WORK REQUEST
For the records below, give the number of lines in which "field" appears, and add nothing else.

━━ TASK INPUT ━━

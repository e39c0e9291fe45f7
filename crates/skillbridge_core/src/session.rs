//! Session identity handed to the pipeline.
//!
//! Login and logout own the lifecycle of this value; everything else only
//! reads it. It is passed in explicitly instead of being looked up from
//! process-wide state.

use std::str::FromStr;

use serde::{Deserialize, Serialize};

use crate::error::CoreError;
use crate::model::UserId;

#[derive(Debug, Clone, Copy, PartialEq, Eq, Hash, Serialize, Deserialize)]
#[serde(rename_all = "lowercase", try_from = "String")]
pub enum UserRole {
    Volunteer,
    Nonprofit,
    Hr,
}

impl UserRole {
    pub fn as_str(&self) -> &'static str {
        match self {
            UserRole::Volunteer => "volunteer",
            UserRole::Nonprofit => "nonprofit",
            UserRole::Hr => "hr",
        }
    }
}

impl FromStr for UserRole {
    type Err = CoreError;

    fn from_str(s: &str) -> Result<Self, Self::Err> {
        match s.trim().to_lowercase().as_str() {
            "volunteer" => Ok(UserRole::Volunteer),
            "nonprofit" | "nonprofit_admin" | "admin" => Ok(UserRole::Nonprofit),
            "hr" => Ok(UserRole::Hr),
            _ => Err(CoreError::UnknownRole(s.to_string())),
        }
    }
}

impl TryFrom<String> for UserRole {
    type Error = CoreError;

    fn try_from(value: String) -> Result<Self, Self::Error> {
        value.parse()
    }
}

impl std::fmt::Display for UserRole {
    fn fmt(&self, f: &mut std::fmt::Formatter<'_>) -> std::fmt::Result {
        write!(f, "{}", self.as_str())
    }
}

/// Cached user object stored at login.
#[derive(Debug, Clone, PartialEq, Eq, Serialize, Deserialize)]
pub struct SessionUser {
    pub id: UserId,
    #[serde(default)]
    pub name: String,
    #[serde(default, skip_serializing_if = "Option::is_none")]
    pub email: Option<String>,
    pub role: UserRole,
}

#[derive(Clone, PartialEq, Eq, Serialize, Deserialize)]
pub struct SessionContext {
    pub token: String,
    pub user: SessionUser,
}

impl SessionContext {
    pub fn new(token: impl Into<String>, user: SessionUser) -> Self {
        Self {
            token: token.into(),
            user,
        }
    }

    pub fn user_id(&self) -> UserId {
        self.user.id
    }

    pub fn bearer(&self) -> String {
        format!("Bearer {}", self.token)
    }
}

impl std::fmt::Debug for SessionContext {
    fn fmt(&self, f: &mut std::fmt::Formatter<'_>) -> std::fmt::Result {
        f.debug_struct("SessionContext")
            .field("token", &"<redacted>")
            .field("user", &self.user)
            .finish()
    }
}

#[cfg(test)]
mod tests {
    use super::*;
    use serde_json::json;

    #[test]
    fn test_session_decodes_cached_user() {
        let session: SessionContext = serde_json::from_value(json!({
            "token": "abc",
            "user": { "id": 7, "name": "Sam", "role": "Volunteer" }
        }))
        .unwrap();
        assert_eq!(session.user_id(), 7);
        assert_eq!(session.user.role, UserRole::Volunteer);
        assert_eq!(session.bearer(), "Bearer abc");
    }

    #[test]
    fn test_debug_redacts_token() {
        let session = SessionContext::new(
            "secret-token",
            SessionUser {
                id: 1,
                name: String::new(),
                email: None,
                role: UserRole::Hr,
            },
        );
        assert!(!format!("{:?}", session).contains("secret-token"));
    }
}
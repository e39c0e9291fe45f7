//! Terminal output helpers. Styled text for humans, one JSON object per line for scripts.
//!
//! Uses:
//! - `console` for colors (respects NO_COLOR, auto-disables when piped)
//! - `comfy-table` for task and application tables
//! - `indicatif` for the loading spinner

use std::sync::atomic::{AtomicBool, Ordering};

use comfy_table::{presets::UTF8_FULL, Attribute, Cell, Color, ContentArrangement, Table};
use console::{style, StyledObject};
use indicatif::{ProgressBar, ProgressStyle};
use serde::Serialize;
use serde_json::Value as JsonValue;
use skillbridge_client::{Notification, NotificationLevel};
use skillbridge_core::{Match, ScoreTier, Task, TaskApplication};

use crate::cli::OutputFormat;

// ── Global format flag ─────────────────────────────────────────────

static JSON_MODE: AtomicBool = AtomicBool::new(false);

pub fn init(format: OutputFormat) {
    if matches!(format, OutputFormat::Json) {
        JSON_MODE.store(true, Ordering::Relaxed);
    }
}

fn is_json() -> bool {
    JSON_MODE.load(Ordering::Relaxed)
}

// ── JSON envelope ──────────────────────────────────────────────────

#[derive(Serialize)]
struct Msg<'a> {
    level: &'a str,
    message: &'a str,
    #[serde(skip_serializing_if = "Option::is_none")]
    data: Option<&'a JsonValue>,
}

fn emit_json(level: &str, message: &str, data: Option<&JsonValue>) {
    let msg = Msg {
        level,
        message,
        data,
    };
    let json = serde_json::to_string(&msg)
        .unwrap_or_else(|_| format!("{{\"level\":\"{level}\",\"message\":\"{message}\"}}"));
    println!("{json}");
}

// ── Messages ───────────────────────────────────────────────────────

pub fn header(text: &str) {
    if is_json() {
        emit_json("info", text, None);
    } else {
        println!("{}", style(text).bold().cyan());
    }
}

pub fn success(text: &str) {
    if is_json() {
        emit_json("success", text, None);
    } else {
        println!("{} {}", style("✓").green(), style(text).bright());
    }
}

pub fn error(text: &str) {
    if is_json() {
        let msg = Msg {
            level: "error",
            message: text,
            data: None,
        };
        let json = serde_json::to_string(&msg).unwrap_or_default();
        eprintln!("{json}");
    } else {
        eprintln!("{} {}", style("✗").red(), style(text).bright());
    }
}

pub fn warning(text: &str) {
    if is_json() {
        emit_json("warning", text, None);
    } else {
        println!("{} {}", style("!").yellow(), style(text).bright());
    }
}

pub fn dim(text: &str) {
    if is_json() {
        emit_json("info", text, None);
    } else {
        println!("{}", style(text).dim());
    }
}

/// Print a key-value pair with styled key.
pub fn kv(key: &str, value: &str) {
    if is_json() {
        let data = serde_json::json!({ key: value });
        emit_json("info", key, Some(&data));
    } else {
        println!("  {} {}", style(key).cyan().bold(), value);
    }
}

/// Emit an arbitrary serializable value as structured output.
pub fn data<T: Serialize>(label: &str, value: &T) {
    if is_json() {
        let json_val = serde_json::to_value(value).unwrap_or(JsonValue::Null);
        emit_json("data", label, Some(&json_val));
    } else {
        let formatted =
            serde_json::to_string_pretty(value).unwrap_or_else(|_| format!("{label}: <?>"));
        println!("{formatted}");
    }
}

/// Print a toast raised by the view.
pub fn notification(note: &Notification) {
    match note.level {
        NotificationLevel::Success => success(&note.message),
        NotificationLevel::Info => dim(&note.message),
        NotificationLevel::Error => error(&note.message),
    }
}

// ── Tables ─────────────────────────────────────────────────────────

fn table() -> Table {
    let mut table = Table::new();
    table
        .load_preset(UTF8_FULL)
        .set_content_arrangement(ContentArrangement::Dynamic);
    table
}

fn table_header(table: &mut Table, columns: &[&str]) {
    table.set_header(
        columns
            .iter()
            .map(|c| Cell::new(c).fg(Color::Cyan).add_attribute(Attribute::Bold)),
    );
}

fn skills_label(task: &Task) -> String {
    task.required_skills
        .iter()
        .map(|s| {
            if s.level.is_empty() {
                s.skill.clone()
            } else {
                format!("{} ({})", s.skill, s.level)
            }
        })
        .collect::<Vec<_>>()
        .join(", ")
}

fn dates_label(task: &Task) -> String {
    match (task.start_date, task.end_date) {
        (Some(start), Some(end)) => format!("{} → {}", start, end),
        (Some(start), None) => start.to_string(),
        (None, Some(end)) => format!("until {}", end),
        (None, None) => "-".to_string(),
    }
}

/// Print tasks as a table (JSON mode emits the list).
pub fn tasks(tasks: &[Task]) {
    if is_json() {
        let data = serde_json::json!({ "tasks": tasks });
        emit_json("list", "tasks", Some(&data));
        return;
    }
    if tasks.is_empty() {
        dim("No tasks to show.");
        return;
    }
    let mut t = table();
    table_header(&mut t, &["ID", "Title", "Location", "Dates", "Skills", "Cause", "Status"]);
    for task in tasks {
        t.add_row(vec![
            Cell::new(task.id),
            Cell::new(&task.title).fg(Color::Green),
            Cell::new(&task.location),
            Cell::new(dates_label(task)),
            Cell::new(skills_label(task)),
            Cell::new(task.cause.as_deref().unwrap_or("-")),
            Cell::new(task.status),
        ]);
    }
    println!("{t}");
}

/// Print one task as key-value lines.
pub fn task_detail(task: &Task) {
    if is_json() {
        data("task", task);
        return;
    }
    header(&format!("#{} {}", task.id, task.title));
    if !task.description.is_empty() {
        println!("  {}", task.description);
    }
    kv("Location", &task.location);
    kv("Dates", &dates_label(task));
    kv("Skills", &skills_label(task));
    kv("Cause", task.cause.as_deref().unwrap_or("-"));
    kv("Volunteers needed", &task.volunteers_needed.to_string());
    kv("Status", task.status.as_str());
}

fn tier_style<D>(tier: ScoreTier, value: D) -> StyledObject<D> {
    match tier {
        ScoreTier::High => style(value).green().bold(),
        ScoreTier::Medium => style(value).yellow().bold(),
        ScoreTier::Low => style(value).red(),
    }
}

#[derive(Serialize)]
struct MatchRow<'a> {
    task: &'a Task,
    score: u8,
    tier: ScoreTier,
    reasons: &'a [String],
}

/// Print matches with a tier-coloured score badge and their reasons.
pub fn matches(matches: &[&Match]) {
    if is_json() {
        let rows: Vec<_> = matches
            .iter()
            .map(|m| MatchRow {
                task: &m.task,
                score: m.score,
                tier: m.tier(),
                reasons: &m.reasons,
            })
            .collect();
        let data = serde_json::json!({ "matches": rows });
        emit_json("list", "matches", Some(&data));
        return;
    }
    if matches.is_empty() {
        dim("No matches yet.");
        return;
    }
    for m in matches {
        let tier = m.tier();
        println!(
            "{} {} {}",
            tier_style(tier, format!("{:>4}", m.badge())),
            style(&m.task.title).bold(),
            style(format!("#{} · {} · {}", m.task.id, m.task.location, tier)).dim()
        );
        for reason in &m.reasons {
            println!("       {} {}", style("•").dim(), reason);
        }
    }
}

/// Print applications received for a task.
pub fn applications(apps: &[TaskApplication]) {
    if is_json() {
        let data = serde_json::json!({ "applications": apps });
        emit_json("list", "applications", Some(&data));
        return;
    }
    if apps.is_empty() {
        dim("No applications yet.");
        return;
    }
    let mut t = table();
    table_header(&mut t, &["ID", "Volunteer", "Status", "Message"]);
    for app in apps {
        t.add_row(vec![
            Cell::new(app.id),
            Cell::new(app.volunteer_id),
            Cell::new(app.status),
            Cell::new(app.message.as_deref().unwrap_or("")),
        ]);
    }
    println!("{t}");
}

// ── Spinners ───────────────────────────────────────────────────────

/// Spinner for async operations; hidden in JSON mode.
pub fn spinner(message: &str) -> ProgressBar {
    if is_json() {
        return ProgressBar::hidden();
    }
    let spinner = ProgressBar::new_spinner();
    spinner.set_style(
        ProgressStyle::default_spinner()
            .template("{spinner:.cyan} {msg}")
            .unwrap_or_else(|_| ProgressStyle::default_spinner()),
    );
    spinner.set_message(message.to_string());
    spinner.enable_steady_tick(std::time::Duration::from_millis(80));
    spinner
}

pub fn spinner_done(spinner: &ProgressBar) {
    spinner.finish_and_clear();
}
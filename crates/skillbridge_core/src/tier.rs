//! Score tiers for match display.

use serde::{Deserialize, Serialize};

use crate::model::Match;

pub const HIGH_THRESHOLD: u8 = 80;
pub const MEDIUM_THRESHOLD: u8 = 60;

#[derive(Debug, Clone, Copy, PartialEq, Eq, Hash, PartialOrd, Ord, Serialize, Deserialize)]
#[serde(rename_all = "lowercase")]
pub enum ScoreTier {
    Low,
    Medium,
    High,
}

impl ScoreTier {
    /// `>= 80` high, `>= 60` medium, anything else low.
    pub fn from_score(score: u8) -> Self {
        if score >= HIGH_THRESHOLD {
            ScoreTier::High
        } else if score >= MEDIUM_THRESHOLD {
            ScoreTier::Medium
        } else {
            ScoreTier::Low
        }
    }

    pub fn as_str(&self) -> &'static str {
        match self {
            ScoreTier::High => "high",
            ScoreTier::Medium => "medium",
            ScoreTier::Low => "low",
        }
    }
}

impl std::fmt::Display for ScoreTier {
    fn fmt(&self, f: &mut std::fmt::Formatter<'_>) -> std::fmt::Result {
        write!(f, "{}", self.as_str())
    }
}

impl Match {
    pub fn tier(&self) -> ScoreTier {
        ScoreTier::from_score(self.score)
    }

    /// Percentage badge text, e.g. `"85%"`.
    pub fn badge(&self) -> String {
        format!("{}%", self.score)
    }
}

/// Highest score first; equal scores keep server order.
pub fn sort_matches_by_score(matches: &mut [Match]) {
    matches.sort_by(|a, b| b.score.cmp(&a.score));
}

━━━

TASK SOLUTION
2